The plant was used to generate natural gas by “cracking” coal, a process which produced chemical byproducts, including heavy metal known to pose a health risk.
Banas said the remediation project was “approaching the closing stages” until FEMA required the relocation of the fence in 2011 for flood control purposes.
The WG&E had done extensive remediation of the soil outside the fence, an area accessible to pedestrians, but relocating the fence increases the area open to public access and will require a higher level of treatment that the area within the fence.
“The WG&E is therefore required to do additional field sampling, laboratory analysis and revision of the risk assessment, and report to the Massachusetts Department of Environmental Protection,” Banas said.
The utility conducted a Human Health Risk Assessment (HHRA), which was approved by the MDEP in 2003. However, the DEP has since modified the HHRA protocol which requires the utility to submit a new HHRA to the state agency.
“The new HHRA calculations methods allow more flexibility in the assessment of risk to human health,” Banas said.
The new environmental assessment was initiated on July 9 and the field work is expected to be completed by July 20.  The work entails boring 40 to 50 holes to a depth of six feet to collect soil samples. It is being done by Haley & Aldrich, a Boston based consulting firm specializing in underground engineering, environmental science and management consulting.
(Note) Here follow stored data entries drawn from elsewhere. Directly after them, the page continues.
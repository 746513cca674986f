//! Proximity operators.
//!
//! `#NEAR/n` and `#WINDOW/n` do not iterate their arguments lazily. When the
//! tree is initialized they sweep the documents all arguments share, walk the
//! positions of each such document and build an [`InvertedList`] of their own.
//! From then on a proximity node behaves exactly like a term node.

use crate::error::Result;
use crate::index::posting::{DocId, InvertedList, Position};
use crate::model::RetrievalModel;
use crate::query::node::{NodeId, Operator, QueryTree};

impl QueryTree {
    /// Build the inverted list of a proximity node from its initialized
    /// arguments.
    pub(crate) fn evaluate_proximity(&mut self, id: NodeId, model: &RetrievalModel) -> Result<()> {
        let field = self.field(id).unwrap_or_default().to_string();
        let mut list = InvertedList::new(self.describe(id), field);

        while let Some(doc_id) = self.match_all(id, model)? {
            let positions = match self.nodes[id].operator {
                Operator::Near { distance } => self.near_positions(id, distance),
                Operator::Window { distance } => self.window_positions(id, distance),
                _ => Vec::new(),
            };
            if !positions.is_empty() {
                list.append_posting(doc_id, positions)?;
            }
            self.skip_document(id, doc_id);
        }

        self.nodes[id].list = Some(list);
        Ok(())
    }

    /// Match arguments in order, each at most `distance` after the previous.
    ///
    /// A match is recorded at the position of the last argument and consumes
    /// one position of every argument.
    fn near_positions(&mut self, id: NodeId, distance: u32) -> Vec<Position> {
        let children = self.nodes[id].children.clone();
        let Some(&last) = children.last() else {
            return Vec::new();
        };

        let mut positions = Vec::new();
        'scan: while let Some(current) = self.argument_positions(&children) {
            for index in 1..children.len() {
                let (previous, next) = (current[index - 1], current[index]);
                if next <= previous {
                    self.position_advance(children[index]);
                    continue 'scan;
                }
                if next - previous > distance {
                    self.position_advance(children[index - 1]);
                    continue 'scan;
                }
            }

            if let Some(position) = self.position_current(last) {
                positions.push(position);
            }
            for &child in &children {
                self.position_advance(child);
            }
        }
        positions
    }

    /// Match arguments in any order inside a span shorter than `distance`.
    ///
    /// A match is recorded at its largest position and consumes one position
    /// of every argument.
    fn window_positions(&mut self, id: NodeId, distance: u32) -> Vec<Position> {
        let children = self.nodes[id].children.clone();

        let mut positions = Vec::new();
        while let Some(current) = self.argument_positions(&children) {
            let Some((earliest, &min)) = current
                .iter()
                .enumerate()
                .min_by_key(|&(_, position)| *position)
            else {
                break;
            };
            let max = current.iter().copied().max().unwrap_or(min);

            if max - min >= distance {
                self.position_advance(children[earliest]);
            } else {
                positions.push(max);
                for &child in &children {
                    self.position_advance(child);
                }
            }
        }
        positions
    }

    /// Current positions of every argument, or `None` once any runs out.
    fn argument_positions(&self, children: &[NodeId]) -> Option<Vec<Position>> {
        children
            .iter()
            .map(|&child| self.position_current(child))
            .collect()
    }

    /// Move past a document after its positions were consumed.
    ///
    /// Moving the first argument is enough; the next document sweep brings
    /// the other arguments forward.
    fn skip_document(&mut self, id: NodeId, doc_id: DocId) {
        if let Some(&first) = self.nodes[id].children.first() {
            self.advance_past(first, doc_id);
        }
    }
}

#[cfg(test)]
mod tests {
    use super::*;
    use crate::index::memory::InMemoryPostingStore;
    use crate::index::posting::Posting;

    /// Build a document whose body holds `words` at the given positions.
    fn document(store: &mut InMemoryPostingStore, id: &str, words: &[(&str, &[usize])]) {
        let length = words
            .iter()
            .flat_map(|(_, positions)| positions.iter())
            .max()
            .map_or(0, |max| max + 1);
        let mut tokens = vec!["_".to_string(); length];
        for (word, positions) in words {
            for &position in *positions {
                tokens[position] = word.to_string();
            }
        }
        store
            .add_tokens(id, vec![("body".to_string(), tokens)])
            .unwrap();
    }

    fn evaluate(store: &InMemoryPostingStore, operator: Operator, terms: &[&str]) -> InvertedList {
        let mut tree = QueryTree::new();
        let children = terms.iter().map(|term| tree.add_term(*term, "body")).collect();
        let root = tree.add_operator(operator, children).unwrap();
        tree.set_root(root).unwrap();
        tree.initialize(&RetrievalModel::UnrankedBoolean, store)
            .unwrap();
        tree.node(root).inverted_list().unwrap().clone()
    }

    #[test]
    fn test_near_matches_in_order() {
        let mut store = InMemoryPostingStore::new();
        document(&mut store, "d0", &[("a", &[5, 9]), ("b", &[6, 10])]);

        let list = evaluate(&store, Operator::Near { distance: 1 }, &["a", "b"]);
        assert_eq!(
            list.postings,
            vec![Posting {
                doc_id: 0,
                positions: vec![6, 10]
            }]
        );
        assert_eq!(list.doc_freq, 1);
        assert_eq!(list.corpus_term_freq, 2);
        assert_eq!(list.term, "#NEAR/1(a.body b.body)");
        assert_eq!(list.field, "body");
    }

    #[test]
    fn test_near_distance_and_order() {
        let mut store = InMemoryPostingStore::new();
        document(&mut store, "d0", &[("a", &[0]), ("b", &[2])]);
        document(&mut store, "d1", &[("a", &[0]), ("b", &[3])]);
        document(&mut store, "d2", &[("b", &[0]), ("a", &[1])]);
        document(&mut store, "d3", &[("a", &[0])]);

        let list = evaluate(&store, Operator::Near { distance: 2 }, &["a", "b"]);
        let docs: Vec<DocId> = list.postings.iter().map(|p| p.doc_id).collect();
        assert_eq!(docs, vec![0]);
        assert_eq!(list.postings[0].positions, vec![2]);
    }

    #[test]
    fn test_near_three_arguments() {
        let mut store = InMemoryPostingStore::new();
        document(&mut store, "d0", &[("a", &[0, 4]), ("b", &[1, 6]), ("c", &[2, 7])]);

        let list = evaluate(&store, Operator::Near { distance: 1 }, &["a", "b", "c"]);
        assert_eq!(list.postings[0].positions, vec![2]);
    }

    #[test]
    fn test_window_span_bound() {
        let mut store = InMemoryPostingStore::new();
        document(&mut store, "d0", &[("a", &[1]), ("b", &[2]), ("c", &[3])]);
        document(&mut store, "d1", &[("a", &[1]), ("b", &[2]), ("c", &[4])]);
        document(&mut store, "d2", &[("c", &[1]), ("a", &[2]), ("b", &[3])]);

        let list = evaluate(&store, Operator::Window { distance: 3 }, &["a", "b", "c"]);
        let docs: Vec<DocId> = list.postings.iter().map(|p| p.doc_id).collect();
        assert_eq!(docs, vec![0, 2]);
        assert_eq!(list.postings[0].positions, vec![3]);
        assert_eq!(list.postings[1].positions, vec![3]);
    }

    #[test]
    fn test_window_counts_each_match_once() {
        let mut store = InMemoryPostingStore::new();
        document(&mut store, "d0", &[("a", &[0, 5, 9]), ("b", &[1, 4, 20])]);

        let list = evaluate(&store, Operator::Window { distance: 2 }, &["a", "b"]);
        assert_eq!(list.postings[0].positions, vec![1, 5]);
        assert_eq!(list.corpus_term_freq, 2);
    }

    #[test]
    fn test_nested_proximity() {
        let mut store = InMemoryPostingStore::new();
        document(&mut store, "d0", &[("a", &[0]), ("b", &[1]), ("c", &[3])]);
        document(&mut store, "d1", &[("a", &[0]), ("b", &[1]), ("c", &[9])]);

        let mut tree = QueryTree::new();
        let a = tree.add_term("a", "body");
        let b = tree.add_term("b", "body");
        let near = tree
            .add_operator(Operator::Near { distance: 1 }, vec![a, b])
            .unwrap();
        let c = tree.add_term("c", "body");
        let window = tree
            .add_operator(Operator::Window { distance: 4 }, vec![near, c])
            .unwrap();
        tree.set_root(window).unwrap();
        tree.initialize(&RetrievalModel::UnrankedBoolean, &store)
            .unwrap();

        let list = tree.node(window).inverted_list().unwrap();
        assert_eq!(list.len(), 1);
        assert_eq!(list.postings[0].doc_id, 0);
    }

    #[test]
    fn test_missing_argument_gives_empty_list() {
        let mut store = InMemoryPostingStore::new();
        document(&mut store, "d0", &[("a", &[0]), ("b", &[1])]);

        let list = evaluate(&store, Operator::Near { distance: 3 }, &["a", "zebra"]);
        assert!(list.is_empty());
        assert_eq!(list.doc_freq, 0);
    }
}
“The purpose of the soil sampling and analytical work is to comply with new MDEP requirements for a new risk assessment that meets the current regulations,” Banas said. “Although it is not likely that it will result in any additional remediation, or clean-up work, a final determination cannot be made until the lab work is completed and analyzed.”
“The lab results will also be used to prepare detailed engineering reports that will be filed with the MDEP,” Banas said. “We expect to receive and analyze the lab results by the end of August.”
“The potential downside of this work is that there is a chance that we’ll run into something when poking 40 to 50 holes into the ground, although we have previously done extensive sampling at the site,” Banas said.